On Easter Sunday my husband thrust his iPhone in my face happily yelping out; “It’s the Monty Python man, the one with dementia, he is in the paper again”.
Dementia, fronto-temporal dementia and the language variant; primary progressive aphasia, are not diseases I would wish upon anyone. In fact I would never ever wish illness on a person. And yet when a famous person such as Terry Jones suffers this disease it provides a great platform for raising awareness amongst the public.

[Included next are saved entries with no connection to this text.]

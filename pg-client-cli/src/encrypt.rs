use crate::error::CliError;
use crate::opts::EncOpts;
use crate::util::print_qr;

use pg_client::client::Client;
use pg_client::identity::Attribute;
use pg_client::pkg::PkgClient;
use pg_client::session::IrmaVerifier;

pub async fn exec(enc_opts: EncOpts) -> Result<(), CliError> {
    let EncOpts {
        input,
        atype,
        value,
        pkg,
    } = enc_opts;

    let document: serde_json::Value = serde_json::from_slice(&tokio::fs::read(&input).await?)?;
    let attribute = Attribute::new(&atype, value.as_deref());

    let verifier = IrmaVerifier::new(PkgClient::new(&pkg)?, print_qr as fn(&irma::Qr));
    let mut client = Client::new(&pkg, verifier)?;
    client.init().await?;

    log::info!(
        "encrypting {input} for {}",
        serde_json::to_string(&attribute)?
    );

    let ct = client.encrypt(&attribute, &document)?;

    let output = format!("{input}.enc");
    tokio::fs::write(&output, &ct).await?;

    log::info!("wrote {} bytes to {output}", ct.len());

    Ok(())
}
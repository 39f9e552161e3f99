//! # PostGuard client library
#![deny(
    missing_debug_implementations,
    rust_2018_idioms,
    rustdoc::broken_intra_doc_links
)]
#![warn(missing_docs)]
//! PostGuard lets anyone encrypt data for an IRMA attribute (e.g., an e-mail address), which only
//! someone who can prove that attribute is able to decrypt.
//!
//! This library is the client side of that protocol:
//!
//! * [Payloads][`payload`] are serialized as JSON and padded to a multiple of 512 bytes, so that
//! ciphertexts do not leak the exact size of their plaintext.
//!
//! * Encryption is identity-based, using the public key of the Private Key Generator (PKG) and the
//! [identity][`identity::Identity`] of the recipient. The primitive is pluggable, see
//! [`module::IbeModule`].
//!
//! * To decrypt, the recipient proves the attribute in an [IRMA session][`session`], which results
//! in a session token. With this token the [PKG][`pkg::PkgClient`] hands out the user secret key.
//!
//! * Session tokens are [cached][`cache`], so that the recipient does not have to prove the same
//! attribute over and over again.
//!
//! [`client::Client`] ties all of this together.
//!
//! ## Examples
//!
//! ```
//! use pg_client::module::{CgwKvModule, IbeModule};
//! use pg_client::identity::{Attribute, Identity};
//! use pg_client::payload;
//! # use pg_client::test::TestSetup;
//! # use pg_client::error::Error;
//!
//! # fn main() -> Result<(), Error> {
//! let mut rng = rand::thread_rng();
//! # let TestSetup { mpk, usk, .. } = TestSetup::new(&mut rng);
//!
//! // Retrieve the public key and user secret key from the PKG.
//!
//! let identity = Identity {
//!     attribute: Attribute::new("pbdf.sidn-pbdf.email.email", Some("bob@example.com")),
//!     timestamp: 1566722350,
//! };
//!
//! let padded = payload::encode("SECRET DATA")?;
//! let ct = CgwKvModule.encrypt(&mpk, &identity, &padded, &mut rng)?;
//!
//! let original: String = payload::decode(&CgwKvModule.decrypt(&ct, &usk)?)?;
//! assert_eq!(original, "SECRET DATA");
//! # Ok(())
//! # }
//! ```

pub mod api;
pub mod artifacts;
pub mod cache;
pub mod client;
pub mod consts;
pub mod error;
pub mod identity;
pub mod module;
pub mod payload;
pub mod pkg;
pub mod session;

#[doc(hidden)]
pub use ibe::{kem, Compress};

#[doc(hidden)]
pub use consts::*;


mod util;
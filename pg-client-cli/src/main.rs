mod decrypt;
mod encrypt;
mod error;
mod opts;
mod util;

use crate::opts::{Opts, Subcommand};
use clap::Parser;
use pg_client::pkg::PkgClient;

async fn params(pkg: &str) -> Result<(), error::CliError> {
    let parameters = PkgClient::new(pkg)?.parameters().await?;
    println!("{}", serde_json::to_string_pretty(&parameters)?);

    Ok(())
}

#[tokio::main]
async fn main() {
    env_logger::init_from_env(env_logger::Env::new().default_filter_or("info"));

    let opts = Opts::parse();

    let res = match opts.subcmd {
        Subcommand::Params(o) => params(&o.pkg).await,
        Subcommand::Enc(o) => crate::encrypt::exec(o).await,
        Subcommand::Dec(o) => crate::decrypt::exec(o).await,
    };

    if let Err(e) = res {
        log::error!("{e}");
        std::process::exit(1);
    }
}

The article my husband brandished under my nose describes fantastically how people with PPA can lose their ability to communicate, whilst remaining otherwise fit and able to undertake other activities such as walking, watching familiar movies, going to restaurants and maintaining relationships. The article highlights the close relationship that Michael Palin has with his old friend; the value of non-verbal communication and the pleasure of continuing to partake in normal social relationships. The journalist also flags the pitfalls- Terry is now unable to express his opinions, he has changed – no longer able to lead a conversation. In addition he is rather impulsive and he may not have full insight to his condition. This is the nature of PPA. I am so impressed his friends continue to maintain contact, having regular catch ups in restaurants and so forth. Not everyone has that supportive social circle. I suspect it is still rather difficult for him and his family and friends- they may not be sure they are doing the right things, that there is not some other conversation strategy that may work better. Not knowing what someone is actually thinking and feeling is, according to many of my patients and their families, one of the hardest things.
The family have made public their wish to share his tale in order to increase awareness. What a fantastic family. I am always amazed and humbled by how keen people are to help future generations – to contribute to the research and spread the word. These are people who inspire me!